Mesh Networking is the Future of Connectivity

Here’s the single truth about home Wifi, it sucks largely and needs a lot of tweaking to improve either its signal strength or reliability. Especially the routers provided by most internet providers, as much as they big up their hardware with marketing claims of full speeds across your entire home, the reality is that they are made as cheaply as possible and limited in capabilities as a result. There’s also many environmental factors that can dampen the progress of even the most optimistic of WiFi signals from your single router, the thickness of bricks of your home can prevent a decent and reliable signal from reaching your loft or the bottom of your garden for example. For example, early 1900’s built houses in England have solid brick walls that doesn’t enable much Wifi through them. There’s home plugs as an option (and a very good one) but the latest tech trend for improving WiFi networks, is a MESH system. 

A new line of Amazon Eero MESH devices has been launched, but without the trademark Alexa functionality.

Retail giant Amazon have even started selling their own brand of MESH network kits now, called EERO. This is what actually inspired me to draft out this article. I am, very very surprised that Amazon weren’t more innovative here, as they really had the opportunity to bring MESH technology to the next level. Think about it for a second. WiFi Mesh Nodes are basically dedicated Wi-Fi transmitters and receivers, spread across the house to create a net-work of devices to enable the expansion of the signal by meshing it together. What hugely successful and established internet enabled device is already wide spread in peoples homes and perfect devices to integrate MESH network functionality? Echo.

MESH networks will be something difficult to explain to non-techies at the moment, much like the process of setting up a router for non techies was a decade ago (and maybe still is to some degree). So why would anyone buy Amazon’s Mesh kit over some established network brands like Netgear’s own Orbi, or BT’s devices that appeal to a huge installed customer base from the ISP. I have no idea. Maybe this is just a stop gap for now, until they integrate it into the next generation of higher end Echos like the Echo Plus or Echo Show 8”+. But one thing is for sure, MESH nodes need to be hidden or disguised into other existing domestic goods better to be a success.

Here’s my prediction on this evolution string. In the future, Mesh networking will be integrated in all major electronics in the home. The first step is where we are now, people buying the dedicated hardware to offer this MESH network functionality, which means these weird boxes or discs (called Nodes) you have to strategically place around the house for best coverage, which also means extra plug sockets being used. Then the next step, is we’ll see the Mesh technology integrated into Smart Speakers, or other Smart Home established devices so that you no longer have to use up extra space and plugs. Then in the next 10-20 years when more and more Smart technology is used in the home, everything with a Wireless internet capability will be a MESH connected product to add to your home network. Your printer, your TV Box, your smart cooker, lighting… all of it. Every device in your home that uses the internet will be contributing to making the signal better for every other device, all over your home.
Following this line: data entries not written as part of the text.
//! Profiling utilities based on the `puffin` crate.

pub use puffin::{GlobalProfiler, profile_function, profile_scope};

use crate::config::{Config, ProfilingMode};

/// Profiling backend options.
#[derive(Debug, Clone, Copy, PartialEq, Eq)]
pub enum ProfilingBackend {
    /// Record scopes in-process only.
    InProcess,
    /// Send profiling data to puffin_viewer via HTTP.
    #[cfg(feature = "profiling")]
    PuffinHttp,
}

#[cfg(feature = "profiling")]
static PROFILING_SERVER: std::sync::OnceLock<puffin_http::Server> = std::sync::OnceLock::new();

/// Initialize profiling with the specified backend.
///
/// # Example
/// ```no_run
/// use trellis_core::profiling::{init_profiling, ProfilingBackend};
///
/// init_profiling(ProfilingBackend::InProcess);
/// ```
pub fn init_profiling(backend: ProfilingBackend) {
    puffin::set_scopes_on(true);

    match backend {
        ProfilingBackend::InProcess => {}
        #[cfg(feature = "profiling")]
        ProfilingBackend::PuffinHttp => match puffin_http::Server::new("0.0.0.0:8585") {
            Ok(server) => {
                tracing::info!("Puffin profiler server started on http://0.0.0.0:8585");
                let _ = PROFILING_SERVER.set(server);
            }
            Err(e) => {
                tracing::error!("Failed to start puffin server: {}", e);
            }
        },
    }
}

/// Enable profiling according to `config.profiling`.
pub fn init_from_config(config: &Config) {
    match config.profiling {
        ProfilingMode::Off => puffin::set_scopes_on(false),
        ProfilingMode::On => init_profiling(ProfilingBackend::InProcess),
        #[cfg(feature = "profiling")]
        ProfilingMode::WithWebserver => init_profiling(ProfilingBackend::PuffinHttp),
        #[cfg(not(feature = "profiling"))]
        ProfilingMode::WithWebserver => {
            tracing::warn!("puffin_http support not compiled in, recording in-process only");
            init_profiling(ProfilingBackend::InProcess);
        }
    }
}

/// Mark the start of a new frame for profiling.
///
/// Call this once per iteration of the event loop (poll, dispatch, expose).
#[inline]
pub fn new_frame() {
    puffin::GlobalProfiler::lock().new_frame();
}
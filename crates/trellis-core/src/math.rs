//! Math re-exports.
//!
//! Widget positions, pointer coordinates and drag offsets use the
//! SIMD-friendly [`glam`] vector types.
//!
//! ```
//! use trellis_core::math::Vec2;
//!
//! let pointer = Vec2::new(110.0, 105.0);
//! let origin = Vec2::new(100.0, 100.0);
//! assert_eq!(pointer - origin, Vec2::new(10.0, 5.0));
//! ```
//!
//! [`glam`]: https://docs.rs/glam

pub use glam::Vec2;
//! Styling engine: metric lookups and drawable construction.
//!
//! The widget core never hardcodes chrome sizes or colors. It asks the
//! [`Engine`] of its [`Context`](crate::Context) for properties such as
//! [`property::BORDER_WIDTH`] and hands widgets to the engine to turn into
//! draw lists.

use trellis_core::geometry::Rect;
use trellis_core::math::Vec2;

use crate::draw_list::{Color, DrawList, QuadCommand, TextCommand};
use crate::theme::{PropertyValue, Theme};
use crate::widget::Node;
use crate::widgets::{Window, WindowStyle};

/// Well-known property names.
pub mod property {
    pub const BORDER_WIDTH: &str = "BorderWidth";
    pub const GAP: &str = "Gap";
    pub const TITLE_HEIGHT: &str = "TitleHeight";
    pub const HANDLE_SIZE: &str = "HandleSize";
    pub const FONT_SIZE: &str = "FontSize";
    pub const BORDER_COLOR: &str = "BorderColor";
    pub const BACKGROUND_COLOR: &str = "BackgroundColor";
    pub const TITLE_BACKGROUND_COLOR: &str = "TitleBackgroundColor";
    pub const COLOR: &str = "Color";
}

/// Pluggable look-and-feel.
pub trait Engine {
    /// Raw property lookup for `widget`.
    fn property(&self, name: &str, widget: &Node) -> Option<PropertyValue>;

    /// Numeric property, `0.0` when missing.
    fn metric(&self, name: &str, widget: &Node) -> f32 {
        match self.property(name, widget) {
            Some(PropertyValue::Number(value)) => value,
            Some(PropertyValue::Color(_)) => {
                tracing::warn!(
                    property = name,
                    widget = widget.name(),
                    "color property used as a metric"
                );
                0.0
            }
            None => 0.0,
        }
    }

    /// Color property, transparent when missing.
    fn color(&self, name: &str, widget: &Node) -> Color {
        match self.property(name, widget) {
            Some(PropertyValue::Color(color)) => color,
            Some(PropertyValue::Number(_)) => {
                tracing::warn!(
                    property = name,
                    widget = widget.name(),
                    "numeric property used as a color"
                );
                Color::TRANSPARENT
            }
            None => Color::TRANSPARENT,
        }
    }

    /// Build the draw list for `widget`, in the widget's local coordinates.
    fn create_drawable(&self, widget: &Node) -> DrawList;
}

/// Theme-driven engine drawing flat window chrome.
#[derive(Debug, Clone, Default)]
pub struct BasicEngine {
    theme: Theme,
}

impl BasicEngine {
    pub fn new(theme: Theme) -> Self {
        Self { theme }
    }

    pub fn theme(&self) -> &Theme {
        &self.theme
    }

    fn window_chrome(&self, node: &Node, window: &Window, list: &mut DrawList) {
        let size = node.allocation().size();
        let bounds = Rect::new(0.0, 0.0, size.width, size.height);
        let border = self.metric(property::BORDER_WIDTH, node);

        if window.has_style(WindowStyle::BACKGROUND) {
            list.quad(QuadCommand::filled(
                bounds,
                self.color(property::BACKGROUND_COLOR, node),
            ));
        }

        if window.has_style(WindowStyle::TITLEBAR) {
            let title_height = self.metric(property::TITLE_HEIGHT, node);
            let font_size = self.metric(property::FONT_SIZE, node);
            list.quad(QuadCommand::filled(
                Rect::new(0.0, 0.0, size.width, title_height.min(size.height)),
                self.color(property::TITLE_BACKGROUND_COLOR, node),
            ));
            list.text(TextCommand {
                position: Vec2::new(border + 4.0, ((title_height - font_size) / 2.0).max(0.0)),
                text: window.title(),
                color: self.color(property::COLOR, node),
                size: font_size,
            });
        }

        if window.has_style(WindowStyle::RESIZE) {
            let handle = self.metric(property::HANDLE_SIZE, node);
            list.quad(QuadCommand::filled(
                Rect::new(size.width - handle, size.height - handle, handle, handle),
                self.color(property::BORDER_COLOR, node),
            ));
        }

        if border > 0.0 {
            list.quad(QuadCommand::bordered(
                bounds,
                self.color(property::BORDER_COLOR, node),
                border,
            ));
        }
    }
}

impl Engine for BasicEngine {
    fn property(&self, name: &str, widget: &Node) -> Option<PropertyValue> {
        self.theme.get(widget.name(), name).copied()
    }

    fn create_drawable(&self, widget: &Node) -> DrawList {
        let mut list = DrawList::new();
        if let Some(window) = widget.downcast_ref::<Window>() {
            self.window_chrome(widget, window, &mut list);
        }
        list
    }
}
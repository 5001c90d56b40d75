//! Structural mutation of the widget tree.

use std::rc::{Rc, Weak};

use super::node::{Node, WidgetPtr};

impl Node {
    /// The containing node, if attached.
    pub fn parent(&self) -> Option<WidgetPtr> {
        self.parent.borrow().as_ref().and_then(Weak::upgrade)
    }

    pub(crate) fn set_parent(&self, parent: Option<&Node>) {
        *self.parent.borrow_mut() = parent.map(|parent| parent.this.clone());
    }

    /// Whether this node may own children.
    pub fn is_container(&self) -> bool {
        self.widget.is_container()
    }

    /// Snapshot of the ordered children.
    ///
    /// A snapshot rather than a borrow, so hooks called while iterating may
    /// add or remove children.
    pub fn children(&self) -> Vec<WidgetPtr> {
        self.children.borrow().clone()
    }

    /// First child, the only one a single-child container can hold.
    pub fn child(&self) -> Option<WidgetPtr> {
        self.children.borrow().first().cloned()
    }

    pub fn child_count(&self) -> usize {
        self.children.borrow().len()
    }

    /// Identity-based membership test.
    pub fn is_child(&self, widget: &Node) -> bool {
        self.children
            .borrow()
            .iter()
            .any(|child| std::ptr::addr_eq(Rc::as_ptr(child), widget))
    }

    /// Whether `widget` lies strictly below this node.
    pub fn is_ancestor_of(&self, widget: &Node) -> bool {
        let mut cursor = widget.parent();
        while let Some(ancestor) = cursor {
            if std::ptr::addr_eq(Rc::as_ptr(&ancestor), self) {
                return true;
            }
            cursor = ancestor.parent();
        }
        false
    }

    /// Append `widget` to the children.
    ///
    /// Adding a current child is a no-op. The widget's `handle_add` hook may
    /// veto the add by removing the child again; only a child that survives
    /// the hook is detached from its old parent, gets its parent link and
    /// triggers a resize. A vetoed widget stays where it was.
    pub fn add(&self, widget: &WidgetPtr) {
        if !self.is_container() {
            tracing::warn!(
                widget = self.name(),
                child = widget.name(),
                "attempted to add a child to a non-container widget"
            );
            return;
        }
        if self.is_child(widget) {
            return;
        }
        if std::ptr::addr_eq(Rc::as_ptr(widget), self) || widget.is_ancestor_of(self) {
            tracing::warn!(
                widget = self.name(),
                child = widget.name(),
                "refusing to add an ancestor as a child"
            );
            return;
        }

        self.children.borrow_mut().push(Rc::clone(widget));
        debug_assert_eq!(
            self.children
                .borrow()
                .iter()
                .filter(|child| Rc::ptr_eq(child, widget))
                .count(),
            1
        );
        self.widget.handle_add(self, widget);

        if self.is_child(widget) {
            if let Some(old_parent) = widget.parent() {
                old_parent.remove(widget);
            }
            widget.set_parent(Some(self));
            tracing::trace!(
                parent = self.name(),
                parent_id = self.id().as_u64(),
                child = widget.name(),
                child_id = widget.id().as_u64(),
                "child added"
            );
            self.request_resize();
        }
    }

    /// Detach `widget`. Removing a widget that is not a child is a no-op.
    pub fn remove(&self, widget: &WidgetPtr) {
        let removed = {
            let mut children = self.children.borrow_mut();
            match children
                .iter()
                .position(|child| Rc::ptr_eq(child, widget))
            {
                Some(index) => children.remove(index),
                None => return,
            }
        };

        if removed
            .parent()
            .is_some_and(|parent| std::ptr::addr_eq(Rc::as_ptr(&parent), self))
        {
            removed.set_parent(None);
        }

        tracing::trace!(
            parent = self.name(),
            parent_id = self.id().as_u64(),
            child = removed.name(),
            child_id = removed.id().as_u64(),
            "child removed"
        );
        self.request_resize();
        self.widget.handle_remove(self, &removed);
    }
}
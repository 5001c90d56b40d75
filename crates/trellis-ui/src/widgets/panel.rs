use std::rc::Rc;

use trellis_core::geometry::{Rect, Size};
use trellis_core::math::Vec2;

use crate::context::Context;
use crate::widget::{Node, ToWidget, Widget};

/// Container positioning its children freely.
///
/// Children keep the position they were given and are allocated at least
/// their requisition. The panel requires the extent of all children.
#[derive(Debug, Default)]
pub struct Panel;

impl Panel {
    pub fn create(context: &Context) -> Rc<Node<Panel>> {
        let panel = Node::new(context, Panel);
        panel.request_resize();
        panel
    }
}

impl Node<Panel> {
    /// Add `widget` and place it at `position` in panel coordinates.
    pub fn put(&self, widget: &impl ToWidget, position: Vec2) {
        let widget = widget.to_widget();
        self.add(&widget);
        if self.is_child(&widget) {
            widget.set_position(position);
            self.request_resize();
        }
    }
}

impl Widget for Panel {
    fn name(&self) -> &'static str {
        "Panel"
    }

    fn is_container(&self) -> bool {
        true
    }

    fn calculate_requisition(&self, node: &Node) -> Size<f32> {
        node.children()
            .iter()
            .filter(|child| child.is_visible())
            .fold(Size::ZERO, |extent, child| {
                let position = child.allocation().position();
                let requisition = child.requisition();
                extent.max(Size::new(
                    position.x + requisition.width,
                    position.y + requisition.height,
                ))
            })
    }

    fn handle_allocation_change(&self, node: &Node, _old_allocation: Rect<f32>) {
        for child in node.children() {
            let current = child.allocation();
            let size = current.size().max(child.requisition());
            child.set_allocation(Rect::from_position_size(current.position(), size));
        }
    }
}
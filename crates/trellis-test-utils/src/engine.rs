use std::sync::Arc;

use parking_lot::Mutex;
use trellis_core::alloc::HashMap;
use trellis_ui::style::property;
use trellis_ui::theme::WILDCARD;
use trellis_ui::{BasicEngine, DrawList, Engine, Node, PropertyValue, Theme, WidgetId};

/// Engine wrapper counting `create_drawable` calls per widget.
///
/// Clones share the same counters, so a test can keep one clone while the
/// context owns the other.
#[derive(Clone, Default)]
pub struct CountingEngine {
    inner: Arc<BasicEngine>,
    builds: Arc<Mutex<HashMap<WidgetId, usize>>>,
}

impl CountingEngine {
    pub fn new(theme: Theme) -> Self {
        Self {
            inner: Arc::new(BasicEngine::new(theme)),
            builds: Arc::default(),
        }
    }

    /// Number of drawables built for `widget`.
    pub fn builds_for(&self, widget: WidgetId) -> usize {
        self.builds.lock().get(&widget).copied().unwrap_or(0)
    }

    /// Number of drawables built for all widgets.
    pub fn total_builds(&self) -> usize {
        self.builds.lock().values().sum()
    }

    pub fn reset(&self) {
        self.builds.lock().clear();
    }
}

impl Engine for CountingEngine {
    fn property(&self, name: &str, widget: &Node) -> Option<PropertyValue> {
        self.inner.property(name, widget)
    }

    fn create_drawable(&self, widget: &Node) -> DrawList {
        *self.builds.lock().entry(widget.id()).or_insert(0) += 1;
        self.inner.create_drawable(widget)
    }
}

/// Theme with only the chrome metrics set, all on the wildcard selector.
pub fn metrics_theme(border: f32, gap: f32, title_height: f32, handle_size: f32) -> Theme {
    let mut theme = Theme::empty();
    theme
        .set(WILDCARD, property::BORDER_WIDTH, border)
        .set(WILDCARD, property::GAP, gap)
        .set(WILDCARD, property::TITLE_HEIGHT, title_height)
        .set(WILDCARD, property::HANDLE_SIZE, handle_size);
    theme
}
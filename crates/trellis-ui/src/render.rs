//! Render targets receiving exposed drawables.

use trellis_core::geometry::Rect;

use crate::draw_list::Drawable;
use crate::widget::WidgetId;

/// Sink for exposed widgets.
///
/// `draw` is called once per visible widget in tree order; `flush` once per
/// top-level expose.
pub trait RenderTarget {
    fn draw(&mut self, widget: WidgetId, drawable: &Drawable);

    fn flush(&mut self) {}
}

/// Forwards only drawables intersecting a viewport.
///
/// Drawables without commands are always culled.
pub struct CullingTarget<'a, T: ?Sized + RenderTarget> {
    inner: &'a mut T,
    viewport: Rect<f32>,
    culled: usize,
}

impl<'a, T: ?Sized + RenderTarget> CullingTarget<'a, T> {
    pub fn new(inner: &'a mut T, viewport: Rect<f32>) -> Self {
        Self {
            inner,
            viewport,
            culled: 0,
        }
    }

    /// Number of drawables skipped so far.
    pub fn culled(&self) -> usize {
        self.culled
    }
}

impl<T: ?Sized + RenderTarget> RenderTarget for CullingTarget<'_, T> {
    fn draw(&mut self, widget: WidgetId, drawable: &Drawable) {
        match drawable.bounds() {
            Some(bounds) if bounds.intersects(&self.viewport) => self.inner.draw(widget, drawable),
            _ => self.culled += 1,
        }
    }

    fn flush(&mut self) {
        self.inner.flush();
    }
}
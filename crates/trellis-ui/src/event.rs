//! Input events consumed by the widget tree and the queue that batches them.

use std::collections::VecDeque;

use trellis_core::geometry::Size;
use trellis_core::math::Vec2;
use trellis_core::profiling::profile_function;

use crate::widget::Node;

/// Mouse button identifier.
#[derive(Debug, Clone, Copy, PartialEq, Eq, Hash)]
pub enum MouseButton {
    Left,
    Right,
    Middle,
    Other(u16),
}

/// Raw input event as produced by the windowing layer.
///
/// Pointer positions are expressed in the coordinate space of whoever the
/// event is currently delivered to; containers translate them before
/// forwarding to their children.
#[derive(Debug, Clone, PartialEq)]
pub enum Event {
    PointerMoved(Vec2),
    PointerButtonPressed { button: MouseButton, position: Vec2 },
    PointerButtonReleased { button: MouseButton, position: Vec2 },
    /// Pointer left the host window.
    PointerLeft,
    KeyPressed { code: u32 },
    KeyReleased { code: u32 },
    TextEntered(char),
    WindowResized(Size<f32>),
    WindowClosed,
}

impl Event {
    /// Pointer position carried by the event, if any.
    pub fn pointer_position(&self) -> Option<Vec2> {
        match self {
            Event::PointerMoved(position)
            | Event::PointerButtonPressed { position, .. }
            | Event::PointerButtonReleased { position, .. } => Some(*position),
            _ => None,
        }
    }

    /// Copy of the event with pointer coordinates made relative to `origin`.
    ///
    /// Events without a pointer position are returned unchanged.
    pub fn to_local(&self, origin: Vec2) -> Event {
        match self {
            Event::PointerMoved(position) => Event::PointerMoved(*position - origin),
            Event::PointerButtonPressed { button, position } => Event::PointerButtonPressed {
                button: *button,
                position: *position - origin,
            },
            Event::PointerButtonReleased { button, position } => Event::PointerButtonReleased {
                button: *button,
                position: *position - origin,
            },
            other => other.clone(),
        }
    }
}

/// Event queue with batching and pointer-move coalescing.
pub struct EventQueue {
    /// Pending events for this frame
    pending: VecDeque<Event>,

    /// High-priority events (processed first)
    priority: VecDeque<Event>,

    stats: EventStats,
}

impl EventQueue {
    pub fn new() -> Self {
        Self {
            pending: VecDeque::with_capacity(64),
            priority: VecDeque::with_capacity(8),
            stats: EventStats::default(),
        }
    }

    /// Push an event coming from the windowing layer.
    ///
    /// A pointer move directly following another pointer move replaces it,
    /// so button presses and releases keep their position in the stream.
    pub fn push(&mut self, event: Event) {
        self.stats.events_received += 1;

        match event {
            Event::WindowClosed | Event::WindowResized(_) => {
                self.priority.push_back(event);
            }
            Event::PointerMoved(_) => {
                match self.pending.back_mut() {
                    Some(last) if matches!(last, Event::PointerMoved(_)) => {
                        *last = event;
                        self.stats.events_coalesced += 1;
                    }
                    _ => self.pending.push_back(event),
                }
            }
            _ => {
                self.pending.push_back(event);
            }
        }
    }

    /// Take every queued event, priority events first.
    pub fn drain(&mut self) -> EventBatch {
        let mut events = Vec::with_capacity(self.priority.len() + self.pending.len());
        events.extend(self.priority.drain(..));
        events.extend(self.pending.drain(..));

        self.stats.events_processed += events.len();

        EventBatch { events }
    }

    pub fn stats(&self) -> &EventStats {
        &self.stats
    }

    pub fn reset_stats(&mut self) {
        self.stats = EventStats::default();
    }
}

impl Default for EventQueue {
    fn default() -> Self {
        Self::new()
    }
}

/// Events drained from an [`EventQueue`] for one frame.
pub struct EventBatch {
    events: Vec<Event>,
}

impl EventBatch {
    pub fn iter(&self) -> impl Iterator<Item = &Event> {
        self.events.iter()
    }

    pub fn len(&self) -> usize {
        self.events.len()
    }

    pub fn is_empty(&self) -> bool {
        self.events.is_empty()
    }

    /// Deliver every event, in order, to `root`.
    pub fn dispatch_to(&self, root: &Node) {
        profile_function!();
        for event in &self.events {
            root.handle_event(event);
        }
    }
}

#[derive(Default, Debug, Clone)]
pub struct EventStats {
    pub events_received: usize,
    pub events_processed: usize,
    pub events_coalesced: usize,
}
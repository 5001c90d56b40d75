use thiserror::Error;

/// Errors raised while loading or parsing a [`Theme`](crate::Theme).
#[derive(Error, Debug)]
pub enum ThemeError {
    #[error("Failed to read theme file: {0}")]
    Io(#[from] std::io::Error),
    #[error("Failed to parse theme: {0}")]
    Parse(#[from] toml::de::Error),
    #[error("Invalid hex color: {0}")]
    InvalidColor(String),
}

pub type ThemeResult<T> = Result<T, ThemeError>;
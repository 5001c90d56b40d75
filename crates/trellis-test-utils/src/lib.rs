//! Test utilities for Trellis widget trees.
//!
//! - [`RecordingTarget`] - render target recording every draw and flush
//! - [`CountingEngine`] - engine wrapper counting drawable construction
//! - [`EventProbe`] - leaf widget recording the events it receives
//! - [`metrics_theme`] - theme with explicit chrome metrics
//!
//! # Example
//!
//! ```rust
//! use trellis_test_utils::{CountingEngine, RecordingTarget};
//! use trellis_ui::{Context, Window};
//!
//! let engine = CountingEngine::default();
//! let ctx = Context::new(engine.clone());
//! let window = Window::create(&ctx);
//!
//! let mut target = RecordingTarget::new();
//! window.expose(&mut target);
//! window.expose(&mut target);
//!
//! assert_eq!(target.draw_count(), 2);
//! assert_eq!(engine.builds_for(window.id()), 1);
//! ```

mod engine;
mod probe;
mod target;

pub use engine::{CountingEngine, metrics_theme};
pub use probe::EventProbe;
pub use target::RecordingTarget;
All major domestic appliances will have the ability to receive and share your homes connectivity to create a more stable and reliable network across your home.

Hopefully, if the right standard is created across all the different manufacturers for this process, it will make this even more seamless. So an end user, would just connect to the network and it will do all the hard work itself. Solving the issue faced with most new technologies, the education which holds back say the current generation of MESH devices. It should be a technology that doesn’t need a call to the family Geek, or for vulnerable technophobes to pay silly membership fees to Tech Support yobs provided by struggling retailers and brands.

I do also think that MESH networks will be the future for outdoor and City Centre connectivity. Plenty of high streets, shopping malls and other places offer FREE WIFI and largely, they all suck. They all use a different provider and rarely is it the same log in from one place to the next, or sometimes even just that the log in page fails to pop up and you give up and just use your SIM card access anyway. Now, what if there was a centralised service provider that used a MESH network approach to cover an entire City. Take London for example. What if every Black Cab, TFL operated Bus, Underground Entrance and lamppost, housed a MESH node. You could have in theory a perfectly stable FREE WIFI network from Kensington, all the way to Stratford in the east, and Trafalgar Square to Finsbury Park. I’m only missing anywhere south of the Thames, because it might get spotty but entirely feasible also. That way, you’d arrive for the day in London, log in once (or just click accept pop up) and you’re done fir the entire day. Whether you’re visiting the museums, meeting mates in Hyde Park or shopping in Westfield. It would take a boatload of pressure off the cellular providers and free up bandwidth to prevent the congestion that plagues us in City Centres or at large events like festivals (the same concept could easily be implemented here also).

If any of you have concerns over the risks of Mesh Networking and the ethics behind possible misuse, a great example of this is in the phenomenal The Dark Knight film. Bruce Wayne uses Lucias’s Sonar concept and creates a Mesh network between every cell phone across the city to locate the Joker. Even Lucias raised concerns over the ethical behind this approach and offered his resignation due this disagreement.